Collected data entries
***

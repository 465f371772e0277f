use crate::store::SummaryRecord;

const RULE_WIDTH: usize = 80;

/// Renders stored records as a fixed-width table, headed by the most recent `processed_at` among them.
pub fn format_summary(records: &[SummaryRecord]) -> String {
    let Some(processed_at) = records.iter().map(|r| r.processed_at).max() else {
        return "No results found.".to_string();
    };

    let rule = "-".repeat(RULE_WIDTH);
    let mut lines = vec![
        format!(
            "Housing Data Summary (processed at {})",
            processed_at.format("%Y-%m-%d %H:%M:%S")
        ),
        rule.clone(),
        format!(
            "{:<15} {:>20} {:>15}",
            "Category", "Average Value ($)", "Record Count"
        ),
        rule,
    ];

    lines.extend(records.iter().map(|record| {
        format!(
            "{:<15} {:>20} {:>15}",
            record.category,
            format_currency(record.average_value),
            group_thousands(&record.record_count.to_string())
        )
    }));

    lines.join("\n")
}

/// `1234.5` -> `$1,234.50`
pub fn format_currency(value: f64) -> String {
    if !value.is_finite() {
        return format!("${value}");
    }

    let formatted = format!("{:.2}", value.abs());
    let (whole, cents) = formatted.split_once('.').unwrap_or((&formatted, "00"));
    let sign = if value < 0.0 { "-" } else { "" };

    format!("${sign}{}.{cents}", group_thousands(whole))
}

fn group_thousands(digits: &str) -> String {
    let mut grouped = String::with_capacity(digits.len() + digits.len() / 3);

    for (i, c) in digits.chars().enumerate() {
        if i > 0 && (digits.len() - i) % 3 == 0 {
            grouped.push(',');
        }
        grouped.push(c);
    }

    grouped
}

***

■ TASK OBJECTIVE
Search the entries for the word "whole", then list each line that holds it.

■ ANSWER SPACE
    let (whole, cents) = formatted.split_once('.').unwrap_or((&formatted, "00"));
    format!("${sign}{}.{cents}", group_thousands(whole))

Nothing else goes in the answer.